Task item: In the entries below, count every line that has the string "catch", and answer with that count alone.

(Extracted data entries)
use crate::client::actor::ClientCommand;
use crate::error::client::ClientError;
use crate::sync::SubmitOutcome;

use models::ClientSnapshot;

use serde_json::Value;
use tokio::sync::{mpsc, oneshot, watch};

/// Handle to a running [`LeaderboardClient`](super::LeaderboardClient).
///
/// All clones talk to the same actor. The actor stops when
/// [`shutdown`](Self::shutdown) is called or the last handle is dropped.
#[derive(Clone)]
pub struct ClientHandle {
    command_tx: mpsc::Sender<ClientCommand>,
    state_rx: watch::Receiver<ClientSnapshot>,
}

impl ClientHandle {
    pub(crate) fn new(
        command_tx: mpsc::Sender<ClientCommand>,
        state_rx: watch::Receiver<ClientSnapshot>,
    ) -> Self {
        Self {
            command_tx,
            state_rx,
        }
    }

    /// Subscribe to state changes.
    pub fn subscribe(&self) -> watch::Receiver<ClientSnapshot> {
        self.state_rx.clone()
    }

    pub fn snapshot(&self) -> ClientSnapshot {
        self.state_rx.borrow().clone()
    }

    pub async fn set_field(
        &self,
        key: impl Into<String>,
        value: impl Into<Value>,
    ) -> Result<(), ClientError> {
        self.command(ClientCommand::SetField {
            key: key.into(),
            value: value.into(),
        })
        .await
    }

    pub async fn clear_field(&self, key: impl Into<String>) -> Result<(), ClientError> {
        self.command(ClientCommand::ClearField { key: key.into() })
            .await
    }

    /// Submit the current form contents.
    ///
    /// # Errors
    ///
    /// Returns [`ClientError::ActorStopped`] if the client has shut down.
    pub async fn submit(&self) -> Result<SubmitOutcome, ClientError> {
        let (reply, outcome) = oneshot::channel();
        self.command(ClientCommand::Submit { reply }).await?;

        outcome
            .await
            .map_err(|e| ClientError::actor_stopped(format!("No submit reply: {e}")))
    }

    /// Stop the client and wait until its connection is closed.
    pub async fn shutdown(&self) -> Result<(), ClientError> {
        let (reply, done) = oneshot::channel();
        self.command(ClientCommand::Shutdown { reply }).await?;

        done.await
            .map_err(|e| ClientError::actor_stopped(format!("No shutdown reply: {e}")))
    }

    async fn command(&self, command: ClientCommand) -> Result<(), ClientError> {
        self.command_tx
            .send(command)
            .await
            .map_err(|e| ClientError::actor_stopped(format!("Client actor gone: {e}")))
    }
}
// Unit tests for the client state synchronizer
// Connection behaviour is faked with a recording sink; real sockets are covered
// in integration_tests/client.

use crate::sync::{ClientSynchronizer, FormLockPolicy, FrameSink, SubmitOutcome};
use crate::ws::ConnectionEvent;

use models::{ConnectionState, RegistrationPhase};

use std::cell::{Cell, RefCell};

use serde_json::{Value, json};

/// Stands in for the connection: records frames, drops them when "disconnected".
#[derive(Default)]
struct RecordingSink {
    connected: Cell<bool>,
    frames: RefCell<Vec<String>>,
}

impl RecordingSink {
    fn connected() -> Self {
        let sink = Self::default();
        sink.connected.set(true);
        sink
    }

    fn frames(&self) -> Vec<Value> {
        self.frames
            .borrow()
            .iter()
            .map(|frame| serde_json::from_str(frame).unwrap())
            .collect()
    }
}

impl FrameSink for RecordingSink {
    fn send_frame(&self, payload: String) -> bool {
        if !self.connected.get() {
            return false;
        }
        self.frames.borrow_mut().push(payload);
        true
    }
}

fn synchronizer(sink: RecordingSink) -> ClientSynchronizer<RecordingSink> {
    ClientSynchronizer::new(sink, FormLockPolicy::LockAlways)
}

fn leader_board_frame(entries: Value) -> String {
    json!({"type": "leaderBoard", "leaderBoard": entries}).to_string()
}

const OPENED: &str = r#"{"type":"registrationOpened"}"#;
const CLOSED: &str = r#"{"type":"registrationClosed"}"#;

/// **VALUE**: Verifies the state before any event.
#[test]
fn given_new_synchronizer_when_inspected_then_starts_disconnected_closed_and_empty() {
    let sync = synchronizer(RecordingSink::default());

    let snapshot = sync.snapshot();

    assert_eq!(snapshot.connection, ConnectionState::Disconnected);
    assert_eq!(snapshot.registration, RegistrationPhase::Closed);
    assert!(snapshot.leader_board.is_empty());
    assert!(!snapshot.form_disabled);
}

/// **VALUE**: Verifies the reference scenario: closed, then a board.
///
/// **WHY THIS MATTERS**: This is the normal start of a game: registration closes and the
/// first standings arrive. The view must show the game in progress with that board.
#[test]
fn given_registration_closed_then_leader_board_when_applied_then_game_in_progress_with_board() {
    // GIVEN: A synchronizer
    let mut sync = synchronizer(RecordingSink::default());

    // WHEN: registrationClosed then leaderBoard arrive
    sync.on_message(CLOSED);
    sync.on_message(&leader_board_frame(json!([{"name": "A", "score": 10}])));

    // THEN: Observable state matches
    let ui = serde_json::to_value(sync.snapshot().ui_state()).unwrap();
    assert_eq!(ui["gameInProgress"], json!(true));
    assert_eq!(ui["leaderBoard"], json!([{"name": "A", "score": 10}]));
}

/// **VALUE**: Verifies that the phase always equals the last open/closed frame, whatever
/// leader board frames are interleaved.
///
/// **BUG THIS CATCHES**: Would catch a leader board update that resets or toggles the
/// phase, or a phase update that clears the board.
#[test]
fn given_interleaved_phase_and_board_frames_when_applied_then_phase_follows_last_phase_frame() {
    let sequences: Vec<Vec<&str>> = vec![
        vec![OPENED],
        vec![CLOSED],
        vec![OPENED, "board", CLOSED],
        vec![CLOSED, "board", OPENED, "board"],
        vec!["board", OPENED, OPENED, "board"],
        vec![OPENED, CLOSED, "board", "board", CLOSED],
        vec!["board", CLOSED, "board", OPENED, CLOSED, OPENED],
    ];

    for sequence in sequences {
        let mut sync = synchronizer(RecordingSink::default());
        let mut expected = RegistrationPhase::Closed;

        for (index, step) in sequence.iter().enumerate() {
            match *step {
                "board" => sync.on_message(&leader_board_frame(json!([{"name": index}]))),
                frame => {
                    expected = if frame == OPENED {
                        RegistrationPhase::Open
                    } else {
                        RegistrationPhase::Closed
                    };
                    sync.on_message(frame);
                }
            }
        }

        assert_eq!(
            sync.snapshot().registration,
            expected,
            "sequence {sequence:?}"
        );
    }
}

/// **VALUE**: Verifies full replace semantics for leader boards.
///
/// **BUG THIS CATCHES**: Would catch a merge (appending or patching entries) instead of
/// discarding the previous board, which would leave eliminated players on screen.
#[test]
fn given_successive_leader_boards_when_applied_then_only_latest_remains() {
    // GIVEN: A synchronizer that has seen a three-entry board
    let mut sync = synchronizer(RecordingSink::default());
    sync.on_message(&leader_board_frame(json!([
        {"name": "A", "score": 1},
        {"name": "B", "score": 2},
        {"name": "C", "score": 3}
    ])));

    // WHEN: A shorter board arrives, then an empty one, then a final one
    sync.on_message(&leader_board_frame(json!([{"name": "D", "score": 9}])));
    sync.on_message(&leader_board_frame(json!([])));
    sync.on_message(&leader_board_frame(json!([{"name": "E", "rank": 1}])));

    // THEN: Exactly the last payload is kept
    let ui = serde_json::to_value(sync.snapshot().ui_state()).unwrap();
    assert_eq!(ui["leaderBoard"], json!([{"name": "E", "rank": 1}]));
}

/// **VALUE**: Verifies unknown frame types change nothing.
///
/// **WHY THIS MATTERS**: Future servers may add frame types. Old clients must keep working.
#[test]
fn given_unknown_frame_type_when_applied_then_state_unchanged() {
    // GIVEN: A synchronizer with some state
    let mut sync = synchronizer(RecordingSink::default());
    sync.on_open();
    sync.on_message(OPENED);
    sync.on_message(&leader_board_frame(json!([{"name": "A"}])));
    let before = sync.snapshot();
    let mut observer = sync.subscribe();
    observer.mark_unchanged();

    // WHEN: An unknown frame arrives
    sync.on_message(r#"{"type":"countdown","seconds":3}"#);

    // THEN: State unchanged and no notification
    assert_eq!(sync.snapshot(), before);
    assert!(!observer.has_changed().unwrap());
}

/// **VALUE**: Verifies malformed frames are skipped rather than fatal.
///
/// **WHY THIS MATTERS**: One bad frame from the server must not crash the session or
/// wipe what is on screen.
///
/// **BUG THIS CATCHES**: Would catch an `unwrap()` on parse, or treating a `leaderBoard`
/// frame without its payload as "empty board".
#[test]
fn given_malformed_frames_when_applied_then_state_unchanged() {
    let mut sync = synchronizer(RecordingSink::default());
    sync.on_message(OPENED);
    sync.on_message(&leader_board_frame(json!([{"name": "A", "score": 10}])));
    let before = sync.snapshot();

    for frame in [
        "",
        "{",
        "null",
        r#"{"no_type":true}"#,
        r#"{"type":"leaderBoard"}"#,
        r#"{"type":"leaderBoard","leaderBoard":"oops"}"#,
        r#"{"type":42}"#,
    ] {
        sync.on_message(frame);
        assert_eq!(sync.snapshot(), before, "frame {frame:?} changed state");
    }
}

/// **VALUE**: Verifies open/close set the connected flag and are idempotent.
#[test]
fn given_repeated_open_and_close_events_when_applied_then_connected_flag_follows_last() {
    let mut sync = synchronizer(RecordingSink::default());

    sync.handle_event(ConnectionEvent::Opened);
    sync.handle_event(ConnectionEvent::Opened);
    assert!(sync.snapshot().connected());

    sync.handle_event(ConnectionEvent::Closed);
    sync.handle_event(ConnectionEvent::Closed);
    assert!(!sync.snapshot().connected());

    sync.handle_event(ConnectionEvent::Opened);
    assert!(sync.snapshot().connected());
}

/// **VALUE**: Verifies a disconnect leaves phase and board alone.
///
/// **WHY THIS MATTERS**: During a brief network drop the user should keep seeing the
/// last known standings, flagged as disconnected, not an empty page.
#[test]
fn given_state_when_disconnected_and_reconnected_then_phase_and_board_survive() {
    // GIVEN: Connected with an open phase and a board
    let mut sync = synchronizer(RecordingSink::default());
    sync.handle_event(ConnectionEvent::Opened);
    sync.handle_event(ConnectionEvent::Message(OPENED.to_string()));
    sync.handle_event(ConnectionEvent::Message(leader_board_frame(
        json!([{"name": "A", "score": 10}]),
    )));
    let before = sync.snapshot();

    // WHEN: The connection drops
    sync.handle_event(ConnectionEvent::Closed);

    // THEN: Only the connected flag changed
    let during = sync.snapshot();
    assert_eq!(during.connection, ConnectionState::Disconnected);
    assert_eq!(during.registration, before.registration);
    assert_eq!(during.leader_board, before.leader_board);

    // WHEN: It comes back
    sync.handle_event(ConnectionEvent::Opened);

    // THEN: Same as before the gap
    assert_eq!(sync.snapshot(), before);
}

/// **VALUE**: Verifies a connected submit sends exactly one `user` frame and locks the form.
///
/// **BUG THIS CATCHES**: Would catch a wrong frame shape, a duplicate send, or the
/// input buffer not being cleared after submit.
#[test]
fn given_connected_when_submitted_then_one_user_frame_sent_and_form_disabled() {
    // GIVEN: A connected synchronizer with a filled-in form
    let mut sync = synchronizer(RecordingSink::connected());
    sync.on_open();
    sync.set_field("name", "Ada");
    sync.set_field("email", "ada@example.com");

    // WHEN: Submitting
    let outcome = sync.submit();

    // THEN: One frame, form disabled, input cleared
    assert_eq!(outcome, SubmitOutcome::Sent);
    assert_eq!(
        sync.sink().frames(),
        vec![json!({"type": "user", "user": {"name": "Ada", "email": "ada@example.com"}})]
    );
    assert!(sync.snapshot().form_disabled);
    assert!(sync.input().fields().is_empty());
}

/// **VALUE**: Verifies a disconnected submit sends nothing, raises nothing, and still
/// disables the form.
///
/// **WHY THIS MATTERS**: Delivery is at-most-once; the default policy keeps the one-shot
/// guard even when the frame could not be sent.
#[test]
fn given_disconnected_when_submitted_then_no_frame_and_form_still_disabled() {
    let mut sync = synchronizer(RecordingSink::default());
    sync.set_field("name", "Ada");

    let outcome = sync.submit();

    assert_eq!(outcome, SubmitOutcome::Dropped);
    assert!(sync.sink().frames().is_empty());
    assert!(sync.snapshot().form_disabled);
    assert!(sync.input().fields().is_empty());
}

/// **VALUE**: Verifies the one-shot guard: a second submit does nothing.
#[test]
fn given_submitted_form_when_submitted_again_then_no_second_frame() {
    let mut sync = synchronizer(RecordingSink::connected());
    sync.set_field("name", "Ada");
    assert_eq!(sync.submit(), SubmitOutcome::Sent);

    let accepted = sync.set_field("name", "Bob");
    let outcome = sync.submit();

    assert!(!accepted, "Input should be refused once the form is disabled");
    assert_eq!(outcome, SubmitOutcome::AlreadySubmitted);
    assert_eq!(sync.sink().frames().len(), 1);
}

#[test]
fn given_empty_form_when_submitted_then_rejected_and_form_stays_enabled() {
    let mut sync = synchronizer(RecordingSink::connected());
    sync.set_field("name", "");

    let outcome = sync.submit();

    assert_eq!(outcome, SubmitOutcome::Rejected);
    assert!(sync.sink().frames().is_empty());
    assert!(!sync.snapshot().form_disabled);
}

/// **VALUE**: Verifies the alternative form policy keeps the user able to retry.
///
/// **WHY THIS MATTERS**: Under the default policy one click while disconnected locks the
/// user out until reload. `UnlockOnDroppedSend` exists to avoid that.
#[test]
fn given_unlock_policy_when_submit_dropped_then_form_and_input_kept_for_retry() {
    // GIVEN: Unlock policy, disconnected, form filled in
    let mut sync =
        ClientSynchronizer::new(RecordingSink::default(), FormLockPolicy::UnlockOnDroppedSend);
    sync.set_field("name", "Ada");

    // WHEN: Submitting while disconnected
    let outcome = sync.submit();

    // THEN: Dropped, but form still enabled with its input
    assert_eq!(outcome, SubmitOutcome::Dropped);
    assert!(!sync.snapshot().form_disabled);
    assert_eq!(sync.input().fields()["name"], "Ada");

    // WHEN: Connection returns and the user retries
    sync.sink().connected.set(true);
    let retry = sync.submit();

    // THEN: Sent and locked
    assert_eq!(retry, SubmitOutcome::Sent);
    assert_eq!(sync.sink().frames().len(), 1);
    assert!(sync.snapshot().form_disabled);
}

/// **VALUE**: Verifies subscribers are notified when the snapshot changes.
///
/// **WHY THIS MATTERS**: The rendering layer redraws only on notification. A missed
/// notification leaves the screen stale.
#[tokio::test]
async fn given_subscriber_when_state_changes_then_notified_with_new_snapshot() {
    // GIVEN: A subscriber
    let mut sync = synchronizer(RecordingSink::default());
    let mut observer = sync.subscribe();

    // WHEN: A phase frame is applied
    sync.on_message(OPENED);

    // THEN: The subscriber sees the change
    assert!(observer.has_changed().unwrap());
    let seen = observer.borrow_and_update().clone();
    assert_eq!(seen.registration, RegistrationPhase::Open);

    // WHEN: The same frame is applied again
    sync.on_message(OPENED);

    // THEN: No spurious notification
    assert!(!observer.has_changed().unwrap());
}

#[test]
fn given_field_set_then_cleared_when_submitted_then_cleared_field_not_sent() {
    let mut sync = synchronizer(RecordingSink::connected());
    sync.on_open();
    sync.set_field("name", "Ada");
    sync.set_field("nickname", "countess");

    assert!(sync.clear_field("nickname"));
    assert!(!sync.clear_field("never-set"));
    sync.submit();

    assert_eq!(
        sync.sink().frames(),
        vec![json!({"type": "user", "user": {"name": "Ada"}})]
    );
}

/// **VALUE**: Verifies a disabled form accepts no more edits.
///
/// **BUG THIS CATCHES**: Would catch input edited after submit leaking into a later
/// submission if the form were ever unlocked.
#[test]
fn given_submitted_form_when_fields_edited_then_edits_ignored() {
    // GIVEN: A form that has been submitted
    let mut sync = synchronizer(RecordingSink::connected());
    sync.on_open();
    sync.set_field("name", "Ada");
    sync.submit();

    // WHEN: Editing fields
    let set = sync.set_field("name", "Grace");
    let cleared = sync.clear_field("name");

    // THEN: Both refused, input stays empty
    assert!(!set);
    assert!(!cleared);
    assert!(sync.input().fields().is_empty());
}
* * *
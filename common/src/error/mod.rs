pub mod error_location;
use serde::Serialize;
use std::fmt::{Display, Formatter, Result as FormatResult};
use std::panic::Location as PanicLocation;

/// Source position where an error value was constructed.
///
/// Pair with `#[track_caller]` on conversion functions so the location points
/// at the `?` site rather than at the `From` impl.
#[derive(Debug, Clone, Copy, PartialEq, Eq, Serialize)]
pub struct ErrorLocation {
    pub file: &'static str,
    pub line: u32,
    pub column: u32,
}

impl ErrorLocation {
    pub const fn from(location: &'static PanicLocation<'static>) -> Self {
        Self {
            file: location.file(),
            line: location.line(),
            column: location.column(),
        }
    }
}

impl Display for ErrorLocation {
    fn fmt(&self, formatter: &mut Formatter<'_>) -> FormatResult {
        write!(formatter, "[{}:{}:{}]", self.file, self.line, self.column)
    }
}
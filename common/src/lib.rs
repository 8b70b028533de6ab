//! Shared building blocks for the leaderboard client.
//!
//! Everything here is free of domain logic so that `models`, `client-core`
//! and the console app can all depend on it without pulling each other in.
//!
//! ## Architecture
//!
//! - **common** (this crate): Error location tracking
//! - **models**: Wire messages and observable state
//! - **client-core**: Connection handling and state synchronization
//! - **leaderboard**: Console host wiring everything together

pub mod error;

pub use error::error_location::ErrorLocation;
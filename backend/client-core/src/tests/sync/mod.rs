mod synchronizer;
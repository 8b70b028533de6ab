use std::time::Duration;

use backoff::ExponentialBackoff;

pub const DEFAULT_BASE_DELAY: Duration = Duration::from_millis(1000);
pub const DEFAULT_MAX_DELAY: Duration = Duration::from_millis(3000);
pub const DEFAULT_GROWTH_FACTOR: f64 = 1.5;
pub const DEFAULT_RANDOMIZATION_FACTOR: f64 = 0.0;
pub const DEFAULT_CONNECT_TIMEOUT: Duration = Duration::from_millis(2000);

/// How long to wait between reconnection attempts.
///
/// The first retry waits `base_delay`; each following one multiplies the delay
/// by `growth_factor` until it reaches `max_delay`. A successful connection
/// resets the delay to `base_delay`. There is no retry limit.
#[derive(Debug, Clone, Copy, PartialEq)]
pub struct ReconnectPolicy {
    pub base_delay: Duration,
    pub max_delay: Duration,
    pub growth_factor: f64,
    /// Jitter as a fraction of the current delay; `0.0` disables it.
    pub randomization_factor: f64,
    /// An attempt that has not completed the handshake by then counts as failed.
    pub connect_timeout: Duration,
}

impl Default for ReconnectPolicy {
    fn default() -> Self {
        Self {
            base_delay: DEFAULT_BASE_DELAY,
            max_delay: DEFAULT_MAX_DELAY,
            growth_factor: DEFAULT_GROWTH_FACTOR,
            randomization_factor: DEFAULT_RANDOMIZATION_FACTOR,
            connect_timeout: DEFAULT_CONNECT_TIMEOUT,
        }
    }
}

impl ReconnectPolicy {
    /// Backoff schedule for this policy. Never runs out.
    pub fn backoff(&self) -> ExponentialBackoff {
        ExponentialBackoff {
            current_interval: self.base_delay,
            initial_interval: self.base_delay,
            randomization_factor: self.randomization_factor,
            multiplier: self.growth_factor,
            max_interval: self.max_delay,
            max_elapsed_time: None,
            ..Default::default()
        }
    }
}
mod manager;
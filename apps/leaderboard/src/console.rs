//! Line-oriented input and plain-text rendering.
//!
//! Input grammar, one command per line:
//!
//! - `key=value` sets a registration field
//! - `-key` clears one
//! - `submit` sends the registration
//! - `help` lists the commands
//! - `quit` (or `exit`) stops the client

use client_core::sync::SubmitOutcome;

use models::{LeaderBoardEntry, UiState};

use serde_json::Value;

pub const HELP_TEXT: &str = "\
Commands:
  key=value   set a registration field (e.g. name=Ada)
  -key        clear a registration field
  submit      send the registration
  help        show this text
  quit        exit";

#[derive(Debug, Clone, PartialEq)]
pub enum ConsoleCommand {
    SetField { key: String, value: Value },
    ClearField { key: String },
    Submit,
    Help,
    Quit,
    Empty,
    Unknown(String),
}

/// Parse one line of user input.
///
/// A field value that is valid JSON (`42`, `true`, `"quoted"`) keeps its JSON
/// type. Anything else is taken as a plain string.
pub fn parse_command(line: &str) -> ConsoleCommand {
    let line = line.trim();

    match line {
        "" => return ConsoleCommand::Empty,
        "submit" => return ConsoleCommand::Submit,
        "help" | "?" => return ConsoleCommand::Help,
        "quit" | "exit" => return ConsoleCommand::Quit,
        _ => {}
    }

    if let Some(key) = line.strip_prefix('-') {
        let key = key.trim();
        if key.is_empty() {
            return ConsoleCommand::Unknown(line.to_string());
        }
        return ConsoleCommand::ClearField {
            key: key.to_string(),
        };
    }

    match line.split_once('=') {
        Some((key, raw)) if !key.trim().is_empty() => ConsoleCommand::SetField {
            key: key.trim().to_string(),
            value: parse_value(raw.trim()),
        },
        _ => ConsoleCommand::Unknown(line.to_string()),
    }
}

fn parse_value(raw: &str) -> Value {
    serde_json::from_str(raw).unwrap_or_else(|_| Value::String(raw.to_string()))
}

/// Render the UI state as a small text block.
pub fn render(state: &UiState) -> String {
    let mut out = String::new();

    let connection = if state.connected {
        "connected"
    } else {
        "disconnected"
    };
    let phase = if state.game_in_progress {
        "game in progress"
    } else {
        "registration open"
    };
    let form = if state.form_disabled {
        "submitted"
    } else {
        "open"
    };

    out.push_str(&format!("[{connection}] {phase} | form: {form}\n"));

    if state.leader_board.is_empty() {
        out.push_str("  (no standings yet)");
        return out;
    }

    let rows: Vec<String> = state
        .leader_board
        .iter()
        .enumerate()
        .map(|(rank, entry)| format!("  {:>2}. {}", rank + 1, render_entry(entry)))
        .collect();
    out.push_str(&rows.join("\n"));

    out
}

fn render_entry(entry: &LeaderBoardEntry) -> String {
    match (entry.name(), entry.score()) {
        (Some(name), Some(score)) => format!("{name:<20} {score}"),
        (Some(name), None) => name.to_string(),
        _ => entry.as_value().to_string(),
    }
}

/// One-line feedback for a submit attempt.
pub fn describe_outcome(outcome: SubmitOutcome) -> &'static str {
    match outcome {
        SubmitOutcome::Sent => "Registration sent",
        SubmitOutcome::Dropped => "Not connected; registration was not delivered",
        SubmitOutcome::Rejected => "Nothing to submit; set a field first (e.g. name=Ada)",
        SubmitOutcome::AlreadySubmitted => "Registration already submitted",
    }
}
---
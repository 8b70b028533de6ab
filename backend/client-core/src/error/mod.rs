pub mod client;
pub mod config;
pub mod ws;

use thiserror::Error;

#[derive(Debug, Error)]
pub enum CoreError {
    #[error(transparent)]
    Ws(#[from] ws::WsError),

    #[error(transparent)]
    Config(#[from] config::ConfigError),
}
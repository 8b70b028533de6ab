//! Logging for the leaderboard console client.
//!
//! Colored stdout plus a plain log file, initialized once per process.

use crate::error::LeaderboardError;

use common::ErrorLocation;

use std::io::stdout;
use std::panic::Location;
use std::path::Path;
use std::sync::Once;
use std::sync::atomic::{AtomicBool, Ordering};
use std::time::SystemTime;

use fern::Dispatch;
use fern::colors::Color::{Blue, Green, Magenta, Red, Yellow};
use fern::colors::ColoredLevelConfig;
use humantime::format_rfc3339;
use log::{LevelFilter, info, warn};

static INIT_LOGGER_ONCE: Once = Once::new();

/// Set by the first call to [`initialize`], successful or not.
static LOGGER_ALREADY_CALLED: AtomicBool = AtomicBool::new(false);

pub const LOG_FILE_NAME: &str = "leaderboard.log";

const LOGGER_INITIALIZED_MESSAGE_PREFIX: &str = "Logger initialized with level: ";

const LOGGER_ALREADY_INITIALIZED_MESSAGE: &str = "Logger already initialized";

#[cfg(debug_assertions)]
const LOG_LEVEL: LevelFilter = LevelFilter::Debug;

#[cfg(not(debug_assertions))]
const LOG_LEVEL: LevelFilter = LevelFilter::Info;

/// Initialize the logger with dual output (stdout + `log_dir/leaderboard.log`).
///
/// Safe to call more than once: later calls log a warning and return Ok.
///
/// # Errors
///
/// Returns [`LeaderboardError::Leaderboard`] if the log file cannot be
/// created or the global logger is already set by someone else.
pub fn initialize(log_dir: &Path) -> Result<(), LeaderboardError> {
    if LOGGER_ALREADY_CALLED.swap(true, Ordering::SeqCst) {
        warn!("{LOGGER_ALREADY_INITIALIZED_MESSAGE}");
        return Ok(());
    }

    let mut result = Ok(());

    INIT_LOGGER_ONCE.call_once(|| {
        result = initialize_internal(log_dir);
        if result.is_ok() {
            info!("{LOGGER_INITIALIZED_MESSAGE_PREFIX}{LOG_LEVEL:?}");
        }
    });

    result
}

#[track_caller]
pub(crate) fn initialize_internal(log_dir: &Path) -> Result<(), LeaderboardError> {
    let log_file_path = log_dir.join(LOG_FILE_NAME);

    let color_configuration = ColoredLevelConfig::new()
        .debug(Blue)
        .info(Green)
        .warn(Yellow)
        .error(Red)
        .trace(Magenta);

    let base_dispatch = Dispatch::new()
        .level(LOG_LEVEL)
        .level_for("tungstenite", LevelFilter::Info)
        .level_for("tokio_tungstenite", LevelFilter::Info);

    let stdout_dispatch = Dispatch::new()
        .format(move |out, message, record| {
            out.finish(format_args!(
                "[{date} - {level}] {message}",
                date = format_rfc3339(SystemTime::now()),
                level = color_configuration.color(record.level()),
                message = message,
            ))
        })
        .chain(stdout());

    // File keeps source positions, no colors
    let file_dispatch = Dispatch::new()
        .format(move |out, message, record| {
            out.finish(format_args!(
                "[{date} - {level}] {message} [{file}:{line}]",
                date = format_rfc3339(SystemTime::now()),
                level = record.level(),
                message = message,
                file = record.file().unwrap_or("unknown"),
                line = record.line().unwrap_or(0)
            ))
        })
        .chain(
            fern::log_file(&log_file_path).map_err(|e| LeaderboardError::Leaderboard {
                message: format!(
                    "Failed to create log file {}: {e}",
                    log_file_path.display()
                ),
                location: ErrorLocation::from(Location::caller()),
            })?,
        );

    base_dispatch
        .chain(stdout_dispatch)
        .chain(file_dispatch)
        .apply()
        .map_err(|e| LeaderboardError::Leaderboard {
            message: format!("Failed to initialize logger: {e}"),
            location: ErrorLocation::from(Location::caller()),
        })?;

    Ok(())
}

Output for this task: 5